Return every entry from the listing below unaltered.
********************
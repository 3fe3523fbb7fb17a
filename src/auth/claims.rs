use jsonwebtoken::{decode, Algorithm, DecodingKey, Validation};
use serde::{Deserialize, Serialize};
use time::OffsetDateTime;

/// Subset of the access-token payload the client cares about.
#[derive(Debug, Clone, Serialize, Deserialize)]
pub struct Claims {
    /// User id.
    pub sub: String,
    /// Expiry as a unix timestamp.
    #[serde(default)]
    pub exp: Option<i64>,
    /// Audience, a string or a list.
    #[serde(default)]
    pub aud: Option<serde_json::Value>,
}

impl Claims {
    pub fn expires_at(&self) -> Option<OffsetDateTime> {
        self.exp
            .and_then(|ts| OffsetDateTime::from_unix_timestamp(ts).ok())
    }
}

/// Reads the payload without checking the signature: the client never holds
/// the server's secret, it only needs `sub` and `exp`.
pub fn read_unverified(token: &str) -> Result<Claims, jsonwebtoken::errors::Error> {
    let mut validation = Validation::new(Algorithm::HS256);
    validation.insecure_disable_signature_validation();
    validation.validate_exp = false;
    validation.validate_aud = false;
    validation.required_spec_claims.clear();
    let data = decode::<Claims>(token, &DecodingKey::from_secret(&[]), &validation)?;
    Ok(data.claims)
}

#[cfg(test)]
mod tests {
    use super::*;
    use jsonwebtoken::{encode, EncodingKey, Header};
    use serde_json::json;

    #[test]
    fn reads_claims_signed_with_unknown_secret() {
        let token = encode(
            &Header::default(),
            &json!({"sub": "17", "aud": ["fastapi-users:auth"], "exp": 1_900_000_000}),
            &EncodingKey::from_secret(b"server-side-secret"),
        )
        .expect("sign");
        let claims = read_unverified(&token).expect("decode claims");
        assert_eq!(claims.sub, "17");
        assert_eq!(
            claims.expires_at().map(|t| t.unix_timestamp()),
            Some(1_900_000_000)
        );
    }

    #[test]
    fn rejects_garbage() {
        assert!(read_unverified("definitely.not.jwt").is_err());
        assert!(read_unverified("opaque-token").is_err());
    }
}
********************
ANSWER AREA:
repository 3fe3523fbb7fb17a
filename src/auth/claims.rs
use jsonwebtoken::{decode, Algorithm, DecodingKey, Validation};
use serde::{Deserialize, Serialize};
use time::OffsetDateTime;

/// Subset of the access-token payload the client cares about.
#[derive(Debug, Clone, Serialize, Deserialize)]
pub struct Claims {
    /// User id.
    pub sub: String,
    /// Expiry as a unix timestamp.
    #[serde(default)]
    pub exp: Option<i64>,
    /// Audience, a string or a list.
    #[serde(default)]
    pub aud: Option<serde_json::Value>,
}

impl Claims {
    pub fn expires_at(&self) -> Option<OffsetDateTime> {
        self.exp
            .and_then(|ts| OffsetDateTime::from_unix_timestamp(ts).ok())
    }
}

/// Reads the payload without checking the signature: the client never holds
/// the server's secret, it only needs `sub` and `exp`.
pub fn read_unverified(token: &str) -> Result<Claims, jsonwebtoken::errors::Error> {
    let mut validation = Validation::new(Algorithm::HS256);
    validation.insecure_disable_signature_validation();
    validation.validate_exp = false;
    validation.validate_aud = false;
    validation.required_spec_claims.clear();
    let data = decode::<Claims>(token, &DecodingKey::from_secret(&[]), &validation)?;
    Ok(data.claims)
}

#[cfg(test)]
mod tests {
    use super::*;
    use jsonwebtoken::{encode, EncodingKey, Header};
    use serde_json::json;

    #[test]
    fn reads_claims_signed_with_unknown_secret() {
        let token = encode(
            &Header::default(),
            &json!({"sub": "17", "aud": ["fastapi-users:auth"], "exp": 1_900_000_000}),
            &EncodingKey::from_secret(b"server-side-secret"),
        )
        .expect("sign");
        let claims = read_unverified(&token).expect("decode claims");
        assert_eq!(claims.sub, "17");
        assert_eq!(
            claims.expires_at().map(|t| t.unix_timestamp()),
            Some(1_900_000_000)
        );
    }

    #[test]
    fn rejects_garbage() {
        assert!(read_unverified("definitely.not.jwt").is_err());
        assert!(read_unverified("opaque-token").is_err());
    }
}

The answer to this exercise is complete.